Dienstag, 06. Juli 2021

Die gute Nachricht: Junger Höhlenforscher ist gerettet

Der Höhlenforscher aus Roveredo in Piano, der sich in einer Höhle in Friaul-Julisch Venetien verletzt hatte und dort ausharren musste, ist in Sicherheit. Es hatte sich herausgestellt, dass der junge Mann keine besonderen Schäden am Rücken oder an den Beinen hatte. Die Retter konnten deshalb auf die Wirbelsäulentrage verzichten.

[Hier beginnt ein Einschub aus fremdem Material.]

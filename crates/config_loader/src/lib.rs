//! # Config Loader
//!
//! Configuration loading and parsing module.
//!
//! Responsibilities:
//! - Parse TOML/JSON configuration files
//! - Validate configuration legality
//! - Generate `BrokerConfig`
//!
//! # Example
//!
//! ```no_run
//! use config_loader::ConfigLoader;
//! use std::path::Path;
//!
//! let config = ConfigLoader::load_from_path(Path::new("broker.toml")).unwrap();
//! println!("Broker: {}", config.transport.addr);
//! ```

mod validator;

pub use contracts::BrokerConfig;

use contracts::ContractError;
use std::path::Path;

/// 配置文件格式，按扩展名识别
#[derive(Debug, Clone, Copy, PartialEq, Eq)]
pub enum ConfigFormat {
    Toml,
    Json,
}

impl ConfigFormat {
    /// `.toml` / `.json`, case-insensitive
    pub fn from_extension(ext: &str) -> Option<Self> {
        if ext.eq_ignore_ascii_case("toml") {
            Some(Self::Toml)
        } else if ext.eq_ignore_ascii_case("json") {
            Some(Self::Json)
        } else {
            None
        }
    }

    fn from_path(path: &Path) -> Result<Self, ContractError> {
        let ext = path.extension().and_then(|e| e.to_str()).ok_or_else(|| {
            ContractError::config_parse("cannot determine file format from extension")
        })?;
        Self::from_extension(ext).ok_or_else(|| {
            ContractError::config_parse(format!("unsupported config format: .{ext}"))
        })
    }

    /// Deserialize without validating
    fn decode(self, content: &str) -> Result<BrokerConfig, ContractError> {
        let parsed: Result<BrokerConfig, Box<dyn std::error::Error + Send + Sync>> = match self {
            Self::Toml => toml::from_str(content).map_err(Into::into),
            Self::Json => serde_json::from_str(content).map_err(Into::into),
        };
        parsed.map_err(|source| ContractError::ConfigParse {
            message: format!("{self:?} parse error: {source}"),
            source: Some(source),
        })
    }
}

/// Configuration loader
///
/// Provides static methods to load configuration from files or strings.
pub struct ConfigLoader;

impl ConfigLoader {
    /// Load configuration from file path
    ///
    /// Automatically detects format from file extension (.toml / .json).
    ///
    /// # Errors
    /// - File read failure
    /// - Unsupported format
    /// - Parse failure
    /// - Validation failure
    pub fn load_from_path(path: &Path) -> Result<BrokerConfig, ContractError> {
        let format = ConfigFormat::from_path(path)?;
        let content = std::fs::read_to_string(path)?;
        Self::load_from_str(&content, format)
    }

    /// Load configuration from string
    ///
    /// # Errors
    /// - Parse failure
    /// - Validation failure
    pub fn load_from_str(content: &str, format: ConfigFormat) -> Result<BrokerConfig, ContractError> {
        let config = format.decode(content)?;
        validator::validate(&config)?;
        Ok(config)
    }

    /// Validate a configuration built in code
    ///
    /// Returns the first failing field as `ContractError::ConfigValidation`.
    pub fn validate(config: &BrokerConfig) -> Result<(), ContractError> {
        validator::validate(config)
    }

    /// Serialize BrokerConfig to TOML string
    pub fn to_toml(config: &BrokerConfig) -> Result<String, ContractError> {
        toml::to_string_pretty(config)
            .map_err(|e| ContractError::config_parse(format!("TOML serialize error: {e}")))
    }

    /// Serialize BrokerConfig to JSON string
    pub fn to_json(config: &BrokerConfig) -> Result<String, ContractError> {
        serde_json::to_string_pretty(config)
            .map_err(|e| ContractError::config_parse(format!("JSON serialize error: {e}")))
    }
}
//! Ingestion 错误类型

use contracts::ContractError;
use thiserror::Error;

/// Ingestion 错误
#[derive(Debug, Error)]
pub enum IngestionError {
    /// Topic 无法路由
    #[error("invalid topic: {topic}")]
    InvalidTopic {
        /// 原始 topic
        topic: String,
    },

    /// 消息体解析失败
    #[error("invalid payload on topic {topic}: {source}")]
    InvalidPayload {
        /// 原始 topic
        topic: String,
        /// 解析错误
        #[source]
        source: ContractError,
    },

    /// 队列已关闭
    #[error("ingest queue closed")]
    QueueClosed,
}

/// Ingestion Result 类型别名
pub type Result<T> = std::result::Result<T, IngestionError>;
//! # CQL Broker Demo
//!
//! 命令行入口点。
//!
//! 提供：
//! - 配置加载与验证
//! - 在内存链上运行 broker，transport 可选 mock 或 MQTT
//! - 优雅关闭处理

mod cli;
mod simulation;

use std::sync::Arc;
use std::time::Duration;

use anyhow::{Context, Result};
use broker::Broker;
use clap::Parser;
use config_loader::ConfigLoader;
use contracts::{BrokerConfig, Transport};
use mock_backend::MockTransport;
use mqtt_transport::{MqttSettings, MqttTransport};
use observability::ObservabilityConfig;
use tokio_util::sync::CancellationToken;
use tracing::{info, warn};

use cli::{Cli, Commands, RunArgs, TransportKind, ValidateArgs};
use simulation::{ClientLink, Simulation};

#[tokio::main]
async fn main() -> Result<()> {
    // Load .env file if present
    dotenvy::dotenv().ok();

    let cli = Cli::parse();

    let metrics_port = match &cli.command {
        Commands::Run(args) if args.metrics_port != 0 => Some(args.metrics_port),
        _ => None,
    };
    observability::init_with_config(ObservabilityConfig {
        log_format: cli.log_format.into(),
        metrics_port,
        default_log_level: log_level(&cli).to_string(),
    })?;

    info!(version = env!("CARGO_PKG_VERSION"), "CQL broker demo starting");

    let result = match &cli.command {
        Commands::Run(args) => run_broker(args).await,
        Commands::Validate(args) => run_validate(args),
    };

    if let Err(ref e) = result {
        tracing::error!(error = %e, "Command failed");
    }

    result
}

fn log_level(cli: &Cli) -> &'static str {
    if cli.quiet {
        return "warn";
    }
    match cli.verbose {
        0 => "info",
        1 => "debug",
        _ => "trace",
    }
}

/// Execute the `run` command
async fn run_broker(args: &RunArgs) -> Result<()> {
    let mut config = match &args.config {
        Some(path) => ConfigLoader::load_from_path(path)
            .with_context(|| format!("Failed to load config from {}", path.display()))?,
        None => simulation::default_config("demo-node")?,
    };

    // Apply CLI overrides
    if let Some(ref user) = args.user {
        info!(user = %user, "Overriding node identity from CLI");
        config.transport.user = user.clone();
    }
    if let Some(period_ms) = args.period_ms {
        config.publish.period_ms = period_ms;
    }

    let listen_root = config.topics.listen_root();
    match args.transport {
        TransportKind::Mock => {
            let transport = Arc::new(MockTransport::new());
            let client = ClientLink::Mock(Arc::clone(&transport));
            let simulation = Simulation::new(args.databases, listen_root, client);
            serve(config, simulation, transport, args).await
        }
        TransportKind::Mqtt => {
            let settings = MqttSettings::from_config(&config.transport)?;
            info!(host = %settings.host, port = settings.port, client_id = %settings.client_id, "Using MQTT transport");
            let transport = Arc::new(MqttTransport::new(settings));
            let client = ClientLink::mqtt(&config).await?;
            let simulation = Simulation::new(args.databases, listen_root, client);
            serve(config, simulation, transport, args).await
        }
    }
}

/// Run the broker on `transport` while the simulation drives it
async fn serve<T>(
    config: BrokerConfig,
    simulation: Simulation,
    transport: Arc<T>,
    args: &RunArgs,
) -> Result<()>
where
    T: Transport + Send + Sync + 'static,
{
    let quiesce = config.shutdown.quiesce();
    let mut broker = Broker::start(config, Arc::clone(&simulation.registry), transport)
        .await
        .context("Failed to start broker")?;

    let shutdown = CancellationToken::new();
    let writers = simulation.spawn_writers(args.clients, args.write_rate, shutdown.clone());
    let sealer = simulation.spawn_sealer(Duration::from_millis(args.seal_ms), shutdown.clone());

    info!(
        databases = args.databases,
        clients = args.clients,
        duration_s = args.duration,
        "Simulation running, press Ctrl+C to stop"
    );

    if args.duration == 0 {
        tokio::signal::ctrl_c()
            .await
            .context("Failed to listen for Ctrl+C")?;
    } else {
        tokio::select! {
            _ = tokio::time::sleep(Duration::from_secs(args.duration)) => {}
            result = tokio::signal::ctrl_c() => {
                result.context("Failed to listen for Ctrl+C")?;
                info!("Received Ctrl+C, stopping early");
            }
        }
    }

    shutdown.cancel();
    let mut writes = 0;
    for writer in writers {
        writes += writer.await.context("Writer task panicked")??;
    }
    let blocks = sealer.await.context("Sealer task panicked")?;

    // One full replay so the replay path shows up in the summary
    if let Some(database) = simulation.databases.first() {
        let delivered = simulation.request_replay("replayer", database).await?;
        if delivered == 0 {
            warn!("Replay request was not delivered");
        }
    }

    broker.close().await;
    simulation.client.close(quiesce).await;

    let summary = simulation.client.publish_summary();
    let dispatch = broker.dispatch_metrics().snapshot();
    info!(
        writes,
        blocks,
        executed = dispatch.writes,
        dropped = dispatch.dropped,
        failures = dispatch.failures,
        newest_published = summary.newest,
        replay_published = summary.replay,
        publish_attempts = summary.attempts,
        "Simulation complete"
    );

    Ok(())
}

/// Execute the `validate` command
fn run_validate(args: &ValidateArgs) -> Result<()> {
    let config = ConfigLoader::load_from_path(&args.config)
        .with_context(|| format!("Failed to load config from {}", args.config.display()))?;

    let rendered = if args.json {
        ConfigLoader::to_json(&config)?
    } else {
        ConfigLoader::to_toml(&config)?
    };
    info!(config = %args.config.display(), node = %config.node_id(), "Configuration is valid");
    println!("{rendered}");
    Ok(())
}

Mit dem Rettungshubschrauber wurde der junge Höhlenforscher abtransportiert.
Mit dem Rettungshubschrauber wurde der junge Höhlenforscher abtransportiert. - Foto: © Corpo Nazionale Soccorso Alpino e Speleologico - CNSAS
In der Nacht wurde er angeschirrt und aus dem kleinen und komplizierten Hohlraum, in dem er eingesperrt war, herausgehoben. Wie berichtet, war der Zugang war bereits vorher verbreitert worden. Im Morgengrauen wurde der junge Mann mit dem Hubschrauber zurück ins Tal gebracht.

Sein Vater, der ihm die ganze Zeit Gesellschaft geleistet hatte, war bereits vorher zu einer Hütte abgestiegen.

Wie die Bergretter erklärten, erwies sich die Höhle als komplexer als erwartet, da sie aus einer Reihe von Schächten besteht, von denen der oberste einsturzgefährdet ist. Der verletzte junge Mann befand sich auf einer Höhe von 2000 Metern, aber 7 Meter unterhalb eines Engpasses und konnte nicht bewegt werden, weil nicht genügend Platz vorhanden war.

Ein Rettungshubschrauber hob ihn mit einer Winde an Bord und brachte ihn ins Tal. 40 Techniker des alpinen Rettungsdienstes waren an dem Einsatz beteiligt.